My personal favorite: a very distant relative (think father’s brother’s wife’s cousin) had voodoo dolls of our entire nuclear family in her home and was using them to inflict illness and torture on us.
And my personal least favorite: I, seventeen-year-old Paola, was a highly powerful demon who had (essentially) hyperstitioned all of this into existence out of both spite and a desire to gain control of my dad’s assets.
Priests came in to bless our home. Several times. Everyone in the family had an exorcism performed on them.
Shortly after, my mom started growing disillusioned with the church, and began leaning towards new age spirituality. This transition somehow also resulted in more exorcisms and changed nothing other than the aesthetics.
Sleep deprivation and paranoia started really getting to my mom. She began keeping me up at night to tell me about her plans, which now involved a murder-suicide scheme for the entire family. I remember for a while she tried to get me on board with just killing myself alongside everyone else in the family. I remember I would sometimes agree. This went on for months.
She sometimes thought that murder-suicide was what cosmically needed to happen.

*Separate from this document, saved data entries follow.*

// SPDX-License-Identifier: AGPL-3.0-or-later
// SPDX-FileCopyrightText: 2025 Jonathan D.A. Jewell
//
//! dbsetup library - dependency-ordered database setup
//!
//! This crate resolves the order in which database schemas and views
//! must be seeded, validates user selections against declared
//! dependencies, and runs one external command per entry in that order.

#![warn(missing_docs)]
#![warn(clippy::all)]
#![warn(clippy::pedantic)]
#![allow(clippy::module_name_repetitions)]

pub mod commands;
pub mod config;
pub mod graph;
pub mod orchestrator;
pub mod resolver;
pub mod runner;

/// Core data types shared by the resolver, the graph and the CLI
pub mod types {
    use serde::{Deserialize, Serialize};
    use std::fmt;

    // =========================================================================
    // Config Entries
    // =========================================================================

    /// A named unit of setup work (a schema or a view)
    #[derive(Debug, Clone, PartialEq, Eq, Serialize, Deserialize)]
    pub struct ConfigEntry {
        /// Unique identifier within its collection
        pub name: String,
        /// Human-readable description, no effect on ordering
        #[serde(default, skip_serializing_if = "Option::is_none")]
        pub description: Option<String>,
        /// Names of entries that must be processed first
        #[serde(default, skip_serializing_if = "Vec::is_empty")]
        pub dependencies: Vec<String>,
    }

    impl ConfigEntry {
        /// Create an entry with no description and no dependencies
        #[must_use]
        pub fn new(name: impl Into<String>) -> Self {
            Self {
                name: name.into(),
                description: None,
                dependencies: Vec::new(),
            }
        }

        /// Builder-style helper to declare dependencies
        #[must_use]
        pub fn depends_on<I, S>(mut self, deps: I) -> Self
        where
            I: IntoIterator<Item = S>,
            S: Into<String>,
        {
            self.dependencies.extend(deps.into_iter().map(Into::into));
            self
        }

        /// Builder-style helper to set the description
        #[must_use]
        pub fn with_description(mut self, description: impl Into<String>) -> Self {
            self.description = Some(description.into());
            self
        }
    }

    /// A selected entry whose dependencies are not all selected
    #[derive(Debug, Clone, PartialEq, Eq, Serialize, Deserialize)]
    pub struct MissingDependency {
        /// The selected entry
        pub schema: String,
        /// Its declared dependencies that are absent from the selection
        pub dependencies: Vec<String>,
    }

    impl fmt::Display for MissingDependency {
        fn fmt(&self, f: &mut fmt::Formatter<'_>) -> fmt::Result {
            write!(f, "{} requires {}", self.schema, self.dependencies.join(", "))
        }
    }

    // =========================================================================
    // Entry Kinds
    // =========================================================================

    /// Which collection an entry belongs to
    #[derive(Debug, Clone, Copy, PartialEq, Eq, Hash, Serialize, Deserialize)]
    #[serde(rename_all = "lowercase")]
    pub enum EntryKind {
        /// Database schema, seeded after migrations
        Schema,
        /// Database view, created after all seeding
        View,
    }

    impl EntryKind {
        /// Lowercase name used in templates and output
        #[must_use]
        pub fn as_str(&self) -> &'static str {
            match self {
                Self::Schema => "schema",
                Self::View => "view",
            }
        }

        /// Plural form for headings
        #[must_use]
        pub fn plural(&self) -> &'static str {
            match self {
                Self::Schema => "schemas",
                Self::View => "views",
            }
        }
    }

    impl fmt::Display for EntryKind {
        fn fmt(&self, f: &mut fmt::Formatter<'_>) -> fmt::Result {
            f.write_str(self.as_str())
        }
    }

    impl std::str::FromStr for EntryKind {
        type Err = String;

        fn from_str(s: &str) -> Result<Self, Self::Err> {
            match s.to_lowercase().as_str() {
                "schema" | "schemas" => Ok(Self::Schema),
                "view" | "views" => Ok(Self::View),
                other => Err(format!("Unknown entry kind: {other}. Valid: schema, view")),
            }
        }
    }
}

/// Prelude for common imports
pub mod prelude {
    pub use crate::resolver::{
        find_missing_dependencies, topological_order, DependencyResolver, ResolveError,
    };
    pub use crate::types::*;
    pub use anyhow::{Context, Result};
}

Or, that she wanted to lose her ongoing fight with the Devil. Or, she was just exasperated and looking for release. There were several fluctuating theories that all led to the same answer. Again, I was often unsure of whether she was wrong.
In one instance things got out of hand, and my sister managed to call child protective services. No one could believe the evil that existed in our home, and so none of our relatives, family friends, or neighbors corroborated my sister’s story.
I was the only real witness. They interviewed me a few times. I figured it would result in my sister being put in foster care, not getting the medical resources she needed, and my family’s financial situation crumbling. So I lied.
Eventually, the sleep deprivation and paranoia got to me too. During one of my most serious suicide attempts, I heard a loud snap out of nowhere. The pingpong table that had been sitting in the same place in the garage for about five years had split vertically. Another night, I came back from a party at 2 am to find that no one was home. I started seeing faces in the windows. The lights turned on and off. None of my messages or calls were going through. A computer that hadn’t been touched in at least a year made static noises and then reset. I started having regular nightmares, and to this day have a hard time distinguishing which images are memories from that period and which are from the dreams.
I am certain I have inherited my mother’s ailments, which is another horror story of its own.
One day, I came home and no one was there. Two out of three of the dogs were missing (leaving only the one that was clearly mine). They’d moved across the border into Juarez to get more direct support from my dad and forgot to tell me. I was terrified of being inside the house alone.
During this time, I recall my mom would send me on these kafkaesque quests to find specific medications and bring them into Mexico. When I’d fail to complete a task, my mom would tell me that I clearly wanted my sister to suffer or that my family would disown me for my failure.
They eventually came back, and I was able to move out shortly after.
I visit my family sometimes, but I never fully return in some sense. Everyone in this story is better now and has gotten something resembling psychiatric care. Our relationships are strained but nothing close to what you’d expect given the above stories.
Nearly every time I try to talk about what happened with them, it still turns into a conversation about demons. I used to feel resentful about this, but have come to believe it’s the most functional narrative. Maybe they need to think evil just came, briefly touched our lives, and left. Or maybe the exorcisms worked.


There really are households this evil. Often, struggling to be believed is the worst part of it all, because the supervising community hasn’t heard enough stories like this. Thank you for writing about yours.
This is absolutely wild. I can see why people would believe in ghosts. I’m also very glad your suicide attempts failed!!
I’m morbidly curious about whether Chekhov’s inherited ailments will fire, perhaps they will fire in a future post.